Primary area of interest
ASBMB members selected the following as their primary areas of research interest:
10.6% Protein structure and folding
10.6% Molecular bases of disease
9% Gene regulation
4.3% Molecular biophysics
3.7% Signal transduction
3.3% Membrane biology
2.5% Computational biology
2.7% BMB education
2% Protein synthesis and degradation
Secondary area of interest
ASBMB members selected the following as their secondary areas of research interest:
16.9% Molecular bases of disease
10.2% Protein structure and folding
8.2% Gene regulation
9.4% Signal transduction
5.3% Molecular biophysics
3.9% BMB education
2.7% Protein synthesis and degradation
2.5% Computational biology
2.4% Membrane biology
The most common primary area of research was protein structure and folding, followed by molecular bases of disease, gene regulation, metabolism and enzymology.
Of those who focus primarily on protein structure and folding, 20.4% study the role of proteins in disease, 16.7% are interested in protein folding from a biophysical perspective, 11.1% work on enzymes and another 11.1% are interested in signal transduction.

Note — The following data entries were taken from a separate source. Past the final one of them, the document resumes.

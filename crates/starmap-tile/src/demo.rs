//! Built-in sample data so the binary renders something without a data set.

use starmap_engine::coords::Vec2;
use starmap_render::astrometry::{Hex, Location};
use starmap_render::collab::{MemoryAssets, MemoryIndex, VectorObject, WorldLabel};
use starmap_render::model::{Border, LabelSize, Route, Sector, SectorLabel, World, Zone};
use starmap_render::options::MapOptions;

struct DemoWorld {
    name: &'static str,
    hex: (i32, i32),
    uwp: &'static str,
    pbg: &'static str,
    remarks: &'static str,
    bases: &'static str,
    zone: &'static str,
    stellar: &'static str,
}

const WORLDS: [DemoWorld; 8] = [
    DemoWorld {
        name: "Regina",
        hex: (19, 10),
        uwp: "A788899-C",
        pbg: "703",
        remarks: "Ri Pa Ph An Cp (Amindii)2",
        bases: "NS",
        zone: "",
        stellar: "F7 V BD M3 V",
    },
    DemoWorld {
        name: "Efate",
        hex: (17, 5),
        uwp: "A646930-D",
        pbg: "704",
        remarks: "Hi In",
        bases: "NS",
        zone: "",
        stellar: "M1 V M2 V",
    },
    DemoWorld {
        name: "Jenghe",
        hex: (18, 10),
        uwp: "C100568-9",
        pbg: "201",
        remarks: "Ni Va",
        bases: "",
        zone: "",
        stellar: "M2 V",
    },
    DemoWorld {
        name: "Knorbes",
        hex: (20, 8),
        uwp: "C330698-9",
        pbg: "304",
        remarks: "De Na Ni Po",
        bases: "",
        zone: "",
        stellar: "M1 V",
    },
    DemoWorld {
        name: "Roup",
        hex: (20, 7),
        uwp: "C210768-9",
        pbg: "602",
        remarks: "Na Ni Po Droy(W)",
        bases: "",
        zone: "A",
        stellar: "M1 V",
    },
    DemoWorld {
        name: "Feri",
        hex: (20, 5),
        uwp: "B384879-B",
        pbg: "603",
        remarks: "Ga Pa Ph",
        bases: "",
        zone: "A",
        stellar: "M0 V",
    },
    DemoWorld {
        name: "Yori",
        hex: (23, 10),
        uwp: "C560757-A",
        pbg: "310",
        remarks: "De Ri Chir(4)",
        bases: "",
        zone: "",
        stellar: "K2 V",
    },
    DemoWorld {
        name: "Dinom",
        hex: (21, 4),
        uwp: "X420000-0",
        pbg: "000",
        remarks: "Ba De Po",
        bases: "",
        zone: "R",
        stellar: "",
    },
];

fn world(sx: i32, sy: i32, d: &DemoWorld) -> World {
    let mut w = World::new(d.name, Location::new(sx, sy, Hex::new(d.hex.0, d.hex.1)), d.uwp);
    w.pbg = d.pbg.to_owned();
    w.remarks = d.remarks.to_owned();
    w.bases = d.bases.to_owned();
    w.zone = Zone::from_code(d.zone);
    w.allegiance = "ImDd".to_owned();
    w.stellar = d.stellar.to_owned();
    w
}

pub fn index() -> MemoryIndex {
    let mut marches = Sector::new(0, 0, "Spinward Marches");
    marches.abbreviation = Some("Spin".to_owned());
    marches.selected = true;
    marches.tags.push("Official".to_owned());
    marches.subsector_names.extend(
        [(2, "Jewell"), (3, "Regina"), (6, "Lanth"), (7, "Rhylanor")]
            .map(|(i, name)| (i, name.to_owned())),
    );
    marches.worlds = WORLDS.iter().map(|d| world(0, 0, d)).collect();

    let mut imperium = Border::new(
        [(17, 4), (22, 3), (24, 6), (24, 11), (19, 12), (16, 9)]
            .map(|(x, y)| Hex::new(x, y))
            .to_vec(),
    );
    imperium.allegiance = Some("ImDd".to_owned());
    imperium.label = Some("Domain of Deneb".to_owned());
    imperium.label_position = Some(Hex::new(21, 11));
    imperium.wrap_label = true;
    marches.borders.push(imperium);

    for (a, b) in [((19, 10), (17, 5)), ((19, 10), (23, 10)), ((17, 5), (20, 5))] {
        let mut route = Route::new(Hex::new(a.0, a.1), Hex::new(b.0, b.1));
        route.allegiance = Some("Im".to_owned());
        marches.routes.push(route);
    }
    let mut courier = Route::new(Hex::new(19, 10), Hex::new(2, 10));
    courier.end_offset = (1, 0);
    marches.routes.push(courier);

    marches.labels.push(SectorLabel {
        hex: Hex::new(22, 2),
        text: "Spinward Main".to_owned(),
        size: LabelSize::Small,
        wrap: true,
        ..SectorLabel::default()
    });

    let mut deneb = Sector::new(1, 0, "Deneb");
    deneb.tags.push("InReview".to_owned());
    deneb.worlds.push(world(1, 0, &DemoWorld {
        name: "Deneb",
        hex: (2, 10),
        uwp: "A575A77-F",
        pbg: "920",
        remarks: "Hi Cx",
        bases: "NS",
        zone: "",
        stellar: "F4 V",
    }));

    MemoryIndex::new(vec![marches, deneb])
}

pub fn assets() -> MemoryAssets {
    let mut assets = MemoryAssets::new();
    assets.insert_vector(VectorObject {
        name: "Imperium".to_owned(),
        points: [(-190.0, -160.0), (90.0, -170.0), (150.0, 60.0), (-60.0, 140.0), (-200.0, 20.0)]
            .map(|(x, y)| Vec2::new(x, y))
            .to_vec(),
        closed: true,
        map_options: MapOptions::BORDERS_MAJOR | MapOptions::NAMES_MAJOR,
        label: Some("Third Imperium".to_owned()),
        label_position: Vec2::new(-30.0, 0.0),
    });
    assets.insert_vector(VectorObject {
        name: "GreatRift".to_owned(),
        points: [(-100.0, 30.0), (-60.0, 60.0), (-20.0, 40.0)]
            .map(|(x, y)| Vec2::new(x, y))
            .to_vec(),
        closed: false,
        map_options: MapOptions::NAMES_MINOR,
        label: Some("Great Rift".to_owned()),
        label_position: Vec2::new(-60.0, 50.0),
    });
    assets.push_label(WorldLabel {
        name: "Capital".to_owned(),
        position: Vec2::new(-110.0, -70.0),
        map_options: MapOptions::WORLDS_CAPITALS,
        label_offset: Vec2::new(0.0, 1.0),
    });
    assets
}
use super::Vec2;

/// Axis-aligned rectangle, origin at the top-left. Sizes are expected to be
/// non-negative; tile and sector rectangles always are.
#[derive(Debug, Copy, Clone, Default, PartialEq)]
pub struct Rect {
    pub origin: Vec2,
    pub size: Vec2,
}

impl Rect {
    #[inline]
    pub const fn new(x: f32, y: f32, w: f32, h: f32) -> Self {
        Self { origin: Vec2::new(x, y), size: Vec2::new(w, h) }
    }

    #[inline]
    pub fn from_center(center: Vec2, w: f32, h: f32) -> Self {
        Rect::new(center.x - w * 0.5, center.y - h * 0.5, w, h)
    }

    /// Smallest rectangle covering `points`; `None` when there are none.
    pub fn bounding(points: &[Vec2]) -> Option<Rect> {
        let (first, rest) = points.split_first()?;
        let (lo, hi) = rest.iter().fold((*first, *first), |(lo, hi), p| {
            (Vec2::new(lo.x.min(p.x), lo.y.min(p.y)), Vec2::new(hi.x.max(p.x), hi.y.max(p.y)))
        });
        Some(Rect::new(lo.x, lo.y, hi.x - lo.x, hi.y - lo.y))
    }

    #[inline]
    pub fn left(self) -> f32 {
        self.origin.x
    }

    #[inline]
    pub fn top(self) -> f32 {
        self.origin.y
    }

    #[inline]
    pub fn right(self) -> f32 {
        self.origin.x + self.size.x
    }

    #[inline]
    pub fn bottom(self) -> f32 {
        self.origin.y + self.size.y
    }

    #[inline]
    pub fn width(self) -> f32 {
        self.size.x
    }

    #[inline]
    pub fn height(self) -> f32 {
        self.size.y
    }

    #[inline]
    pub fn center(self) -> Vec2 {
        self.origin + self.size * 0.5
    }

    /// Zero or negative area.
    #[inline]
    pub fn is_empty(self) -> bool {
        !(self.size.x > 0.0 && self.size.y > 0.0)
    }

    /// Grows by `dx` on the left and right and `dy` on the top and bottom.
    #[inline]
    pub fn inflate(self, dx: f32, dy: f32) -> Self {
        Rect::new(self.left() - dx, self.top() - dy, self.width() + 2.0 * dx, self.height() + 2.0 * dy)
    }

    /// Left and top edges inclusive, right and bottom exclusive, so a point on
    /// a shared edge belongs to exactly one of two neighbors.
    #[inline]
    pub fn contains(self, p: Vec2) -> bool {
        p.x >= self.left() && p.x < self.right() && p.y >= self.top() && p.y < self.bottom()
    }

    /// Overlap of positive area; touching edges do not count.
    #[inline]
    pub fn intersects(self, other: Rect) -> bool {
        self.left() < other.right()
            && other.left() < self.right()
            && self.top() < other.bottom()
            && other.top() < self.bottom()
    }
}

As for those whose work falls primarily under the “molecular bases of disease” category, 20.4% said they are interested in signal transduction, 13% protein structure and folding, 13% gene regulation, 9.3% metabolism and 7.4% immunology.
Importantly, the options provided to respondents didn’t neatly describe everyone’s work. In fact, the top choice of primary area of interest was “other.”
Some of the interests of those who marked “other” include protein engineering, biofuels, medicinal chemistry, oncology, drug design, chemical biology and developmental biology.
Respondents also offered a lot of helpful comments. For example, some people suggested the society do more events and annual meeting sessions on the topics of DNA replication and chromosome biology, on the instruction on new research techniques and educational best practices, and on extracellular vesicles, nutritional biochemistry and cancer biology.
The society also will use these data to develop future opportunities for members to connect with other researchers working in the same field to exchange knowledge, expertise and resources. If you’d like to host a networking event at your home institution, the ASBMB will help you promote it.
And while networking with researchers in the same field is invaluable, sometimes discovery stems from less obvious connections.
After all, linking microbiology and neurology has helped elucidate the gut–brain axis and how our gut microbiomes interact with our brains; combining structural biology and genetics has helped the field of epigenetics evolve into what it is today; viewing cancer biology through the lens of immunology resulted in the development of CAR-T cell therapies. The ASBMB annual meeting, Discover BMB, brings together researchers from every field in biochemistry and molecular biology, and is an ideal venue for the conversations that spark innovation.
Thanks to all who completed the survey. We can’t wait to see the exciting collaborations and innovations that lie ahead.